Ultimately, he’s something of a one-poem wonder for his most famous and celebrated poem “To His Coy Mistress” – but what a poem! In the word of TV Tropes, it “is pretty much the trope codifier for the more philosophical sort of seduction lyric and contains a bunch of phrases that are hugely quotable, forever appearing in titles and epigraphs”. That seduction lyric is the persuasion of the speaker’s prospective lover by means of a carpe diem philosophy – or YOLO in modern internet slang. Seize the day, baby.

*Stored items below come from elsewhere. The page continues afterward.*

impl EventQueue {
    pub fn new() -> Result<Self> {
        Self::with_config(ReactorConfig::default(), Arc::new(NoHostLock))
    }

    pub fn with_config(config: ReactorConfig, host: Arc<dyn HostLock>) -> Result<Self> {
        let mut backend: Box<dyn Backend> = match config.backend {
            BackendKind::Select => Box::new(SelectBackend::new()),
            BackendKind::Polling => Box::new(PollingBackend::new()?),
        };
        let signal_pipe = SignalPipe::new()?;
        backend.add(signal_pipe.read_fd(), Interest::READABLE)?;
        let bridge_slot = signal::bridge().attach(signal_pipe.write_fd())?;
        tracing::debug!(backend = ?config.backend, pipe = signal_pipe.read_fd(), "event queue created");

        Ok(EventQueue {
            backend,
            sources: Slab::new(),
            by_fd: HashMap::new(),
            timers: BTreeMap::new(),
            signal_pipe,
            bridge_slot,
            signal_handler: None,
            host,
            ready: Vec::new(),
        })
    }

    /// Watch `fd`, or update an existing registration. With `timeout`, a
    /// `TimedOut` event is reported whenever that long passes without the
    /// descriptor becoming ready. The queue never closes `fd`.
    pub fn register(&mut self, fd: RawFd, interest: Interest, timeout: Option<Duration>) -> Result<()> {
        self.upsert(fd, interest, timeout, None)
    }

    /// [`register`](Self::register) with a callback for [`dispatch`](Self::dispatch).
    pub fn register_with<F>(
        &mut self,
        fd: RawFd,
        interest: Interest,
        timeout: Option<Duration>,
        handler: F,
    ) -> Result<()>
    where
        F: FnMut(&ReadyEvent) -> io::Result<()> + Send + 'static,
    {
        self.upsert(fd, interest, timeout, Some(Box::new(handler)))
    }

    fn upsert(
        &mut self,
        fd: RawFd,
        interest: Interest,
        timeout: Option<Duration>,
        handler: Option<Handler>,
    ) -> Result<()> {
        if fd == self.signal_pipe.read_fd() {
            return Err(UsageError::AlreadyRegistered.into());
        }

        let key = match self.by_fd.get(&fd) {
            Some(&key) => {
                self.backend.modify(fd, interest)?;
                let source = &mut self.sources[key];
                source.interest = interest;
                source.timeout = timeout;
                if handler.is_some() {
                    source.handler = handler;
                }
                key
            }
            None => {
                self.backend.add(fd, interest)?;
                let key = self.sources.insert(Source {
                    fd,
                    interest,
                    timeout,
                    deadline: None,
                    handler,
                });
                self.by_fd.insert(fd, key);
                key
            }
        };
        self.rearm(key, Instant::now());
        Ok(())
    }

    /// Change the interest and timeout of an existing registration.
    pub fn modify(&mut self, fd: RawFd, interest: Interest, timeout: Option<Duration>) -> Result<()> {
        if !self.by_fd.contains_key(&fd) {
            return Err(UsageError::NotRegistered.into());
        }
        self.upsert(fd, interest, timeout, None)
    }

    /// Stop watching `fd`. The descriptor itself is left open.
    pub fn unregister(&mut self, fd: RawFd) -> Result<()> {
        let key = self.by_fd.remove(&fd).ok_or(UsageError::NotRegistered)?;
        let source = self.sources.remove(key);
        if let Some(deadline) = source.deadline {
            self.timers.remove(&(deadline, key));
        }
        self.backend.delete(fd)
    }

    /// Callback for `SignalReceived` events during [`dispatch`](Self::dispatch).
    pub fn on_signal<F>(&mut self, handler: F)
    where
        F: FnMut(&ReadyEvent) -> io::Result<()> + Send + 'static,
    {
        self.signal_handler = Some(Box::new(handler));
    }

    pub fn is_registered(&self, fd: RawFd) -> bool {
        self.by_fd.contains_key(&fd)
    }

    /// Registered descriptors, not counting the signal pipe.
    pub fn len(&self) -> usize {
        self.by_fd.len()
    }

    pub fn is_empty(&self) -> bool {
        self.by_fd.is_empty()
    }

    /// Replace the source's pending deadline with `now + timeout`.
    fn rearm(&mut self, key: usize, now: Instant) {
        let source = &mut self.sources[key];
        if let Some(old) = source.deadline.take() {
            self.timers.remove(&(old, key));
        }
        if let Some(timeout) = source.timeout {
            let deadline = now + timeout;
            source.deadline = Some(deadline);
            self.timers.insert((deadline, key), ());
        }
    }

    /// Block until a descriptor is ready, a registration times out, a
    /// signal arrives, or `max_wait` (`None`: no bound) passes.
    pub fn poll(&mut self, max_wait: Option<Duration>) -> Result<Vec<ReadyEvent>> {
        // Effective timeout: min(caller, nearest registration deadline).
        let next_timer = self
            .timers
            .keys()
            .next()
            .map(|&(deadline, _)| deadline.saturating_duration_since(Instant::now()));
        let timeout = match (max_wait, next_timer) {
            (None, None) => None,
            (Some(t), None) | (None, Some(t)) => Some(t),
            (Some(a), Some(b)) => Some(a.min(b)),
        };

        self.ready.clear();
        {
            let _yield = HostYield::new(&*self.host);
            self.backend.wait(timeout, &mut self.ready)?;
        }
        tracing::trace!(?timeout, ready = self.ready.len(), "poll returned");

        let now = Instant::now();
        let mut events = Vec::with_capacity(self.ready.len());
        let mut signals = Vec::new();
        let mut ready_keys = Vec::new();
        for i in 0..self.ready.len() {
            let Readiness {
                fd,
                readable,
                writable,
            } = self.ready[i];
            if fd == self.signal_pipe.read_fd() {
                // Keep collecting descriptor events even if the drain fails.
                if let Err(err) = self.signal_pipe.drain(&mut signals) {
                    tracing::warn!(%err, "failed to drain signal pipe");
                }
                continue;
            }
            let Some(&key) = self.by_fd.get(&fd) else {
                continue;
            };
            let interest = self.sources[key].interest;
            let readable = readable && interest.readable;
            let writable = writable && interest.writable;
            if readable || writable {
                events.push(ReadyEvent::Ready {
                    fd,
                    readable,
                    writable,
                });
                self.rearm(key, now);
                ready_keys.push(key);
            }
        }

        // Whatever is still due saw no readiness this round.
        let due: Vec<usize> = self
            .timers
            .range(..=(now, usize::MAX))
            .map(|(&(_, key), _)| key)
            .filter(|key| !ready_keys.contains(key))
            .collect();
        for key in due {
            let fd = self.sources[key].fd;
            events.push(ReadyEvent::TimedOut { fd });
            self.rearm(key, now);
        }

        events.extend(
            signals
                .into_iter()
                .map(|signal| ReadyEvent::SignalReceived { signal }),
        );
        Ok(events)
    }

    /// `poll`, then run the matching handlers. A failing handler does not
    /// stop the others; failures are returned alongside the events.
    pub fn dispatch(&mut self, max_wait: Option<Duration>) -> Result<Dispatched> {
        let events = self.poll(max_wait)?;
        let mut failures = Vec::new();
        for event in &events {
            let handler = match event.fd() {
                Some(fd) => self
                    .by_fd
                    .get(&fd)
                    .and_then(|&key| self.sources[key].handler.as_mut()),
                None => self.signal_handler.as_mut(),
            };
            if let Some(handler) = handler {
                if let Err(err) = (**handler)(event) {
                    tracing::warn!(?event, %err, "event handler failed");
                    failures.push((*event, err));
                }
            }
        }
        Ok(Dispatched { events, failures })
    }
}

It’s also a popular poem in schools – well, as popular as poems get in schools – where it certainly is fertile ground for lowbrow humor for perpetually adolescent minds like mine. There’s the two hundred years the poet would spend on each of his lover’s breasts, if only they did have eternity. Not to mention, the ages he would devote to every other part, which prompts thoughts of an ass age – heh

And of course there’s the worms (“Can we do the one with the worms again, Miss?” – actual quote reported by teacher).

All lowbrow locker room humor aside, there is something powerfully evocative in Marvell’s vibrant imagery and command of rhyming couplets, particularly in the last stanza where the speaker urges the woman to seize life by the, well, horns.

 

“Let us roll all our Strength, and all

Our sweetness, up into one Ball:

And tear our Pleasures with rough strife,

Thorough the Iron gates of Life.

Thus, though we cannot make our Sun

Stand still, yet we will make him run.”